▶ _What needs to be done_
Where does the word "SortOrder" occur in the entries below? Copy every line that has it.

+++ Record extracts +++

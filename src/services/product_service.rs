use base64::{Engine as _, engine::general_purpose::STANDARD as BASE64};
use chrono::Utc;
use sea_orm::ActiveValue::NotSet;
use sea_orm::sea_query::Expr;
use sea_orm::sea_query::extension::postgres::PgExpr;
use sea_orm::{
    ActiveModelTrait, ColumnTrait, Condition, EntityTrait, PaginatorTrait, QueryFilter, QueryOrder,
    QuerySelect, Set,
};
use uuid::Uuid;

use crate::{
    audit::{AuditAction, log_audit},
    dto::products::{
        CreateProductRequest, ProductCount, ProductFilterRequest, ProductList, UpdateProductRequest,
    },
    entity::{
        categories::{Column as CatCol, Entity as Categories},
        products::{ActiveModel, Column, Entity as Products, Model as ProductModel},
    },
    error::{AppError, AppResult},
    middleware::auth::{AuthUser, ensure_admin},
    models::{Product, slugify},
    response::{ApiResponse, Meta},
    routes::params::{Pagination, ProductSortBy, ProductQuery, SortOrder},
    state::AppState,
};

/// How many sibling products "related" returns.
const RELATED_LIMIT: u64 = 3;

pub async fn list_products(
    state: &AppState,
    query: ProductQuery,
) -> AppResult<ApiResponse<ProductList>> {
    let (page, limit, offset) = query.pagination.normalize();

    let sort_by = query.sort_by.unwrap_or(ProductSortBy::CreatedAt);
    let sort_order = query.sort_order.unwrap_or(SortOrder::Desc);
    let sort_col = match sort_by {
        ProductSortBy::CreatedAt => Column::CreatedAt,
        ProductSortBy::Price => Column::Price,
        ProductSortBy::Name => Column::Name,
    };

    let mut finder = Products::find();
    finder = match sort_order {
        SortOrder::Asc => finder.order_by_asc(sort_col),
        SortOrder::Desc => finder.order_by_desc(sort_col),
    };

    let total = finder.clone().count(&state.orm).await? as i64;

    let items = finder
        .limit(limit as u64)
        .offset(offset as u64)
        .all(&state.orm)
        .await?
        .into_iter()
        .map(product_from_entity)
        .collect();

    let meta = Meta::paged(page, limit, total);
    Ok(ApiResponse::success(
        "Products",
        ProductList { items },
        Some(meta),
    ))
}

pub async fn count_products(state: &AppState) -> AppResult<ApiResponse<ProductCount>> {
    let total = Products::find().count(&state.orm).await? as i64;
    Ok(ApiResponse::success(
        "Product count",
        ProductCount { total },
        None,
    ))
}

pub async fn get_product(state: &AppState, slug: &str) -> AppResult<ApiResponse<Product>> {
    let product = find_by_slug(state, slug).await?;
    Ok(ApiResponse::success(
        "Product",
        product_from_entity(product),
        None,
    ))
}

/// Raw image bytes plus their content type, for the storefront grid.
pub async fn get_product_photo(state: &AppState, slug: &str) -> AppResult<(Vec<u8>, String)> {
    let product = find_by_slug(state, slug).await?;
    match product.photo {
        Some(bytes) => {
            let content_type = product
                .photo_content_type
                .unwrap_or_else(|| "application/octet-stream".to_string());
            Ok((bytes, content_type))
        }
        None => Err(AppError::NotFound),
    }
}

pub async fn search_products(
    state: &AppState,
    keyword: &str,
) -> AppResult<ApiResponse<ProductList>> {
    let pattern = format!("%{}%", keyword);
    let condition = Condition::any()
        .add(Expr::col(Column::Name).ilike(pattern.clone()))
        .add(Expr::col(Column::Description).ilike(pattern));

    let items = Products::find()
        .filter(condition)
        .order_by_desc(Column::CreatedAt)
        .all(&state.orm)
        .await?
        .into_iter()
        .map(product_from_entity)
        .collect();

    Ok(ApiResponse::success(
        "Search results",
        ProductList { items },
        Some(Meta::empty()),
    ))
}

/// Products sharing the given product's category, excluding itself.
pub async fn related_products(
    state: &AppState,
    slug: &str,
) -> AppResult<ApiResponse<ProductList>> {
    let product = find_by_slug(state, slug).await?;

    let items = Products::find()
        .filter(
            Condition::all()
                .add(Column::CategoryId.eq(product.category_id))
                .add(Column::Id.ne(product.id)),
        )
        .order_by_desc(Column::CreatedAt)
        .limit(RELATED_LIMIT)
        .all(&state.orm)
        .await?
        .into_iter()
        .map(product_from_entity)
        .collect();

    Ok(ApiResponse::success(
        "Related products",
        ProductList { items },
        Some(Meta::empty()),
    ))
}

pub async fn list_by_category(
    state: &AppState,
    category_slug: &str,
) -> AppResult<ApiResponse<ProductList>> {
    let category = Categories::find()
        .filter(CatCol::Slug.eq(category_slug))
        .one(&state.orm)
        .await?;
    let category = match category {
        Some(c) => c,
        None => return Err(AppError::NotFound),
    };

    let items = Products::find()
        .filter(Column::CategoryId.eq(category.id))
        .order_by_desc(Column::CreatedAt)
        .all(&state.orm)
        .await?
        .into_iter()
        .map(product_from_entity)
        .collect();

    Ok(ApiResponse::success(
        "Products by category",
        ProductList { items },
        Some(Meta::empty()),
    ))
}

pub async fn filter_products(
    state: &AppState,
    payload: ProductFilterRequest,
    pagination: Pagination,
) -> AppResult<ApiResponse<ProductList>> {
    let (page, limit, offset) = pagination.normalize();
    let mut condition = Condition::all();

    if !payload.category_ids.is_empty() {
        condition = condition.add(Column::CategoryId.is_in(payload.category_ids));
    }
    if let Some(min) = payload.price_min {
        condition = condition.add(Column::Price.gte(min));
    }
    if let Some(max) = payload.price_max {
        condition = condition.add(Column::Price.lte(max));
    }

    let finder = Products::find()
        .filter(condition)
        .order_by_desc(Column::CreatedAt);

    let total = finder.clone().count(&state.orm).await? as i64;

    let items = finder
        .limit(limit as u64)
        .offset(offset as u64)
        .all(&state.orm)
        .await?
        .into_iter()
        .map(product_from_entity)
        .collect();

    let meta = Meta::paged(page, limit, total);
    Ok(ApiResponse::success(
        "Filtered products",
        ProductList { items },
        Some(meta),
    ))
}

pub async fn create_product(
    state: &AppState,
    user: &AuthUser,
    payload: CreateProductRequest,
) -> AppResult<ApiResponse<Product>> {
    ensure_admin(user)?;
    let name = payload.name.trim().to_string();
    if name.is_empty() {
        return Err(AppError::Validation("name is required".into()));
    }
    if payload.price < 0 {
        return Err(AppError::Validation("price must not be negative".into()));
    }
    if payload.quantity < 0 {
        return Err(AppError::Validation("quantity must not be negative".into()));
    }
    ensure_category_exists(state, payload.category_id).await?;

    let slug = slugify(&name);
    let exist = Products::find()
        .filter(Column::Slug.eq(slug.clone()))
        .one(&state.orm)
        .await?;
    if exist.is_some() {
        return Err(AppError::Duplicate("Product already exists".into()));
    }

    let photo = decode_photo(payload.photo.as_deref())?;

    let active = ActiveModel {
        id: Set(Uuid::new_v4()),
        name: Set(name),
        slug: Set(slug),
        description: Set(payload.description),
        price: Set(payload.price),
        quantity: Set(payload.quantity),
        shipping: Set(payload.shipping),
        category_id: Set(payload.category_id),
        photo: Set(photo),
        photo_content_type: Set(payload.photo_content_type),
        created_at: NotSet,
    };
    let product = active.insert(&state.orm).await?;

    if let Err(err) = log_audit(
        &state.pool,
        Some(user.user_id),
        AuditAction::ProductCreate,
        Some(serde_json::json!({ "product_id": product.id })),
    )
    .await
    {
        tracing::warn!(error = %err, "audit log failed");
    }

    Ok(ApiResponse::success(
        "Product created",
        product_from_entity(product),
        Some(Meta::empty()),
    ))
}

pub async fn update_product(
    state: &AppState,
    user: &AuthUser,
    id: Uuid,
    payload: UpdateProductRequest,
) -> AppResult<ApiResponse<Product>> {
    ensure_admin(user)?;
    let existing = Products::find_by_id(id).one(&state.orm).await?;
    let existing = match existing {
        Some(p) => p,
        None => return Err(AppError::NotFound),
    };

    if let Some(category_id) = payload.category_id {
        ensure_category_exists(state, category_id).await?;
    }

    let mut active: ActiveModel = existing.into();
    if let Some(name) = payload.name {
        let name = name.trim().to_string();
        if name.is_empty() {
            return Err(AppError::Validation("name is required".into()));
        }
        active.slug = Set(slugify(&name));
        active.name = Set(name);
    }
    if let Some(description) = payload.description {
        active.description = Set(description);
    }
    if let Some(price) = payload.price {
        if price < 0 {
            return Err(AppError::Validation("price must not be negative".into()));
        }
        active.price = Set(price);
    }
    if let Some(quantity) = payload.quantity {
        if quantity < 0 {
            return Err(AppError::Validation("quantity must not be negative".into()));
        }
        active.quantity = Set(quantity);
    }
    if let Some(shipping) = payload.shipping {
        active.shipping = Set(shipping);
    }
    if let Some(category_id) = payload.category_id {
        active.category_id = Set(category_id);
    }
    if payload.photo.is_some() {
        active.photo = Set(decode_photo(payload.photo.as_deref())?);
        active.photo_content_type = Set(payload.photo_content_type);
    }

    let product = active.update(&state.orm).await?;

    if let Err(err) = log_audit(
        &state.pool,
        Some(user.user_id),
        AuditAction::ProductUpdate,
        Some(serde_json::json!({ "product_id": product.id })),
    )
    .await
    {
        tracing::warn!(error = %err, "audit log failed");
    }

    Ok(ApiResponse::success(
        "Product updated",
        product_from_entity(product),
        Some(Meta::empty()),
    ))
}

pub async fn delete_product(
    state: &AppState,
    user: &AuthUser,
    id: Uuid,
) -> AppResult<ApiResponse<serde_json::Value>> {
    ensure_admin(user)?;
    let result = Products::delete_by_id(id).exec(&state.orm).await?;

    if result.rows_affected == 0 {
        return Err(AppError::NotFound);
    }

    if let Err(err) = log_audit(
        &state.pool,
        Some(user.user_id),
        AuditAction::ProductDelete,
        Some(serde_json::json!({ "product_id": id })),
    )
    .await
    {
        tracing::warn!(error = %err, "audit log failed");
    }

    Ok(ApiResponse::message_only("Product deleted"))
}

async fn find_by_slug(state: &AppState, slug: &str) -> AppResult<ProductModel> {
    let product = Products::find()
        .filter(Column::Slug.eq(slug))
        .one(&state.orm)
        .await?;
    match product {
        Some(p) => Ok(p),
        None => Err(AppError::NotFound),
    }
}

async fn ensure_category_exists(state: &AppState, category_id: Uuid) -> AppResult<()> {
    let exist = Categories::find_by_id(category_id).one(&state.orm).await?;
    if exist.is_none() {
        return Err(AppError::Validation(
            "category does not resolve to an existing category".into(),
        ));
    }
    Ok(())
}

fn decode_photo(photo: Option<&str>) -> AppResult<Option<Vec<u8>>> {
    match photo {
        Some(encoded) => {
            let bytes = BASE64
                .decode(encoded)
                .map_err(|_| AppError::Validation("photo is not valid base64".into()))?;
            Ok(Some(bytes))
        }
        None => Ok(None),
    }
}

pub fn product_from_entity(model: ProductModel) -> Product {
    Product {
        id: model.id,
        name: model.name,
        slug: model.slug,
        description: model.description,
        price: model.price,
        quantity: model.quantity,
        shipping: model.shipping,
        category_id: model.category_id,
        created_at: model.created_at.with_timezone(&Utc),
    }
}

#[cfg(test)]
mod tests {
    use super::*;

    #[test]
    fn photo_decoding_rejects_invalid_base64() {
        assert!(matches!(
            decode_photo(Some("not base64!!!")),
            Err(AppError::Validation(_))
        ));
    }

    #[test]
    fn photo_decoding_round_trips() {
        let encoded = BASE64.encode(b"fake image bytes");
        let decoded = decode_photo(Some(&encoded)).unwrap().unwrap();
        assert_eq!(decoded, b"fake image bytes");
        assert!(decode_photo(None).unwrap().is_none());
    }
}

+++

▶ _Result_
    routes::params::{Pagination, ProductSortBy, ProductQuery, SortOrder},
    let sort_order = query.sort_order.unwrap_or(SortOrder::Desc);
        SortOrder::Asc => finder.order_by_asc(sort_col),
        SortOrder::Desc => finder.order_by_desc(sort_col),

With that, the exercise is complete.